Wednesday, April 27, 2016

Sorting out the P250, Part I...

So I took the P250 to MCF&G yesterday morning and ran some chronograph tests.

The Armscor was not as weak as I would have supposed..
Armscor .380ACP 95gr FMJ
LO: 881.7
HI: 950.4
AV: 919.7
ES: 68.75
SD: 21.16
That's actually fairly warm for .380 FMJ range ammo. Thinking back carefully to those few strings of fire in Topeka, did I actually have any failures to eject? Or were they all failures to feed? Was I just superimposing memories of the Canik test and automatically assuming underpowered ammo was the culprit?

I have to say that I honestly do not remember any failures to eject. They were all failures to feed, and of a very specific kind, to boot.

See the picture above? Notice that the extractor claw is not popped fully out of the frame?

In a tilting-barrel recoil-operated gun, the slide moves forward and pushes the top round in the magazine forward. The nose of the bullet bumps into the angled feed ramp, which points the nose of the cartridge up and toward the chamber. At some point in its forward travel, the cartridge is freed from the feed lips of the magazine and the rear of the cartridge slides up the breechface, allowing the cartridge rim to slip under the extractor claw and the slide to close on the chambered round.

(I warned you that this was going to get nerdy and to tape up your glasses, didn't I?)

The first part of the travel is pretty easy. It's almost comical the way most folks have a knee-jerk reaction to "Polish the feed ramp!" as though this were the cure for every feeding ill. A polished feed ramp is pretty but doesn't have a ton to do with feed reliability. All the feed ramp needs to do is bump the cartridge in the right direction.

What is happening here is that the cartridge has made it around the "first corner", in that the nose of the round has been bumped into the correct upward orientation by the feed ramp, but it hasn't made it around the "second corner": The rear of the cartridge has not slid smoothly up the breech face and under the extractor claw.

The Armscor round is on the right, and a round of CCI Blazer Brass FMJ is on the left. Note that the Armscor round is a tiny bit longer, has a much pointier ogive to the bullet, and the rim appears to be a smidge thicker, too.

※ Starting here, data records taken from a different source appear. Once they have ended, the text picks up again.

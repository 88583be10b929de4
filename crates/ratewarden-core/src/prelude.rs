pub use ratewarden_types::prelude::*;

pub use crate::rate_limit::{RateLimitEngine, Verdict};

// vim: ts=4
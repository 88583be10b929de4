//! Rate Limiting Configuration

use std::time::Duration;

/// Default time budget of a single store call
pub const DEFAULT_STORE_TIMEOUT: Duration = Duration::from_millis(250);

/// Default interval of the maintenance sweeper
pub const DEFAULT_SWEEP_INTERVAL: Duration = Duration::from_secs(5 * 60);

pub use ratewarden_types::types::DEFAULT_MAX_TRACKED_KEYS;

/// Main rate limit configuration
#[derive(Clone, Debug)]
pub struct RateLimitConfig {
	/// Time budget of a single store call. A call running longer is treated
	/// as a store fault.
	pub store_timeout: Duration,
	/// How often expired records are purged
	pub sweep_interval: Duration,
	/// Maximum number of (identity, endpoint) windows kept by the in-memory store
	pub max_tracked_keys: usize,
	/// Fall back to the socket peer address when no forwarding header is present
	pub trust_peer_addr: bool,
}

impl Default for RateLimitConfig {
	fn default() -> Self {
		Self {
			store_timeout: DEFAULT_STORE_TIMEOUT,
			sweep_interval: DEFAULT_SWEEP_INTERVAL,
			max_tracked_keys: DEFAULT_MAX_TRACKED_KEYS,
			trust_peer_addr: false,
		}
	}
}

// vim: ts=4
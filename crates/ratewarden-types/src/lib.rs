//! Shared types, store adapter trait, and core rules for the ratewarden rate limiter.
//!
//! This crate contains the foundational types that are shared between the
//! decision engine and all store adapter implementations. Keeping them in a
//! separate crate lets the adapters compile without pulling in the engine.

pub mod error;
pub mod policy;
pub mod prelude;
pub mod store_adapter;
pub mod types;

// vim: ts=4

This pistol has been stone cold reliable over the course of 2,000+ rounds with everything fed it except the Armscor. The solution is obvious:
Patient: "Doctor, it hurts when I do this."
Doctor: "Then stop doing that."
While I was at the range, I also ran a chronograph test on Speer's 90gr Gold Dot hollowpoint load for the .380ACP. To say I was surprised by the results would be an understatement...
Speer .380ACP 90gr GDHP
LO: 1052
HI: 1099
AV: 1080
ES: 47.80
SD: 14.45
That's smokin' hot for major label .380 ammo. That's 160fps faster than Hornady Critical Defense and 240fps faster than Barnes TAC-XPD fired from the same pistol. I hope to do some ballistic gel testing on this load soon.